The most basic components of a GraphQL schema are object types, which just represent a kind of object you can fetch from your service, and what fields it has.

type Character {
  name: String!
  appearsIn: [Episode!]!
}
  • String! means that the field is non-nullable

Every field on a GraphQL object can have zero or more arguments.

type Starship {
  id: ID!
  name: String!
  length(unit: LengthUnit = METER): Float
}
  • how are these arguments passed and used?
  • and there are aliases if I remember correctly

Schemas and mutation types

Most types in your schema will just be normal object types, but there are two special schemas:

  1. query
  2. mutation

These are special because they define the entry point of every GraphQL query.

schema {
  query: Query
  mutation: Mutation
}
query {
  hero {
    name
  }
  droid(id: "2000") {
    name
  }
}

We need to define the Query rtpe.

type Query {
  hero(episode: Episode): Character
  droid(id: ID!): Droid
}

Interfaces

An Interface is an abstract type that includes a certain set of fields that a type must include to implement the interface.

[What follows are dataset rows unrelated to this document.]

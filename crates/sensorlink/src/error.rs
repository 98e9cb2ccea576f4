//! Error types for SensorLink
//!
//! Each kind carries its own handling policy: establishment failures are
//! fatal for the role that hit them, framing and decode failures end one
//! connection, delivery failures remove one subscriber, and malformed
//! control values are skipped.

use std::net::SocketAddr;
use std::time::Duration;

/// Transport establishment failures (bind, connect, accept)
#[derive(Debug, thiserror::Error)]
pub enum ConnectionError {
    /// Could not bind a listening or datagram socket
    #[error("failed to bind {addr}: {source}")]
    Bind {
        addr: SocketAddr,
        #[source]
        source: std::io::Error,
    },

    /// Remote unreachable or refused the connection
    #[error("failed to connect to {addr}: {source}")]
    Connect {
        addr: SocketAddr,
        #[source]
        source: std::io::Error,
    },

    /// Listener failed while accepting a consumer
    #[error("accept failed: {0}")]
    Accept(#[source] std::io::Error),
}

/// Stream boundary violations while decoding frames.
///
/// A clean end-of-stream between frames is not an error.
#[derive(Debug, thiserror::Error)]
pub enum FramingError {
    /// Stream ended inside a frame header or payload
    #[error("stream ended mid-frame: needed {needed} bytes, got {received}")]
    Truncated { needed: usize, received: usize },

    /// Declared length exceeds the configured maximum
    #[error("frame too large: declared {declared} > max {max}")]
    OversizedFrame { declared: usize, max: usize },

    /// Underlying read failed
    #[error("I/O error: {0}")]
    Io(#[from] std::io::Error),
}

impl FramingError {
    /// True for the two boundary-violation kinds (not plain I/O).
    pub fn is_boundary_violation(&self) -> bool {
        matches!(self, Self::Truncated { .. } | Self::OversizedFrame { .. })
    }
}

/// A frame sink could not interpret a payload.
#[derive(Debug, thiserror::Error)]
#[error("payload decode failed: {reason}")]
pub struct DecodeError {
    pub reason: String,
}

impl DecodeError {
    pub fn new(reason: impl Into<String>) -> Self {
        Self {
            reason: reason.into(),
        }
    }
}

/// Errors that end a consumer's receive loop
#[derive(Debug, thiserror::Error)]
pub enum ConsumerError {
    #[error(transparent)]
    Framing(#[from] FramingError),

    #[error(transparent)]
    Decode(#[from] DecodeError),
}

/// A control datagram did not contain a finite decimal number.
#[derive(Debug, thiserror::Error)]
#[error("malformed control value from {from}: {reason}")]
pub struct MalformedValueError {
    pub from: SocketAddr,
    pub reason: String,
}

/// Errors from a single control-channel receive
#[derive(Debug, thiserror::Error)]
pub enum ReceiveError {
    #[error(transparent)]
    Malformed(#[from] MalformedValueError),

    #[error("datagram receive failed: {0}")]
    Io(#[from] std::io::Error),
}

/// A subscriber did not accept a write within the configured bound.
#[derive(Debug, thiserror::Error)]
#[error("write to {peer} timed out after {timeout:?}")]
pub struct WriteTimeoutError {
    pub peer: SocketAddr,
    pub timeout: Duration,
}

/// Per-subscriber fan-out failure; isolated to that subscriber.
#[derive(Debug, thiserror::Error)]
pub enum DeliveryError {
    #[error(transparent)]
    Timeout(#[from] WriteTimeoutError),

    #[error("write to {peer} failed: {source}")]
    Io {
        peer: SocketAddr,
        #[source]
        source: std::io::Error,
    },
}

/// Control-channel setup errors
#[derive(Debug, thiserror::Error)]
pub enum ControlError {
    #[error(transparent)]
    Connection(#[from] ConnectionError),

    /// Paced senders need a non-zero interval
    #[error("send interval must be greater than zero")]
    InvalidInterval,
}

For example, you could have an interface Character that represents any character in the Star Wars trilogy:

interface Character {
  id: ID!
  name: String!
  friends: [Character]
  appearsIn: [Episode]!
}
type Human implements Character {
  id: ID!
  name: String!
  friends: [Character]
  appearsIn: [Episode]!
  starships: [Starship]
  totalCredits: Int
}

But why...

Interfaces are useful when you want to return an object or set of objects, but those might be of several different types.

Reusability: When multiple types share common fields (like Character in your Star Wars example), you don’t want to repeat those fields across different type definitions.

Input Types

 input types look exactly the same as regular object types, but with the keyword input instead of type:

input ReviewInput {
  stars: Int!
  commentary: String
}

Inputs are used for passing data into mutations. Unlike object types, input types are designed specifically for input purposes (e.g., creating, updating, or deleting data). They define what shape of data is expected when clients want to modify the data on the server.

Full use case

input ReviewInput {
  stars: Int!
  commentary: String
}

Defining the Mutation:

type Mutation {
  submitReview(input: ReviewInput!): Review
}

Executing the Mutation (from the client):

mutation {
  submitReview(input: { stars: 5, commentary: "Great product!" }) {
    stars
    commentary
  }
}

Execution

Resolvers

https://www.reddit.com/r/graphql/comments/rffr95/i_dont_understand_how_graphql_can_be_performant/

Misc

Why GraphQL?

Well REST doesn’t scale really well. You need to set up different endpoints. Else it will just send you a huge chunk of data. Hmm is this true? Yes if you do a GET request. But like with a POST request, you can receive data afterwards based on the fields you request.

  • I guess the argument is POST was not designed for that principle.
  • Actually, GET requests can also include query parameters to specify fields, reducing overfetching by requesting only necessary data.

But it seems GraphQL is more configurable.

GraphQL services typically respond using JSON, however the GraphQL spec does not require it.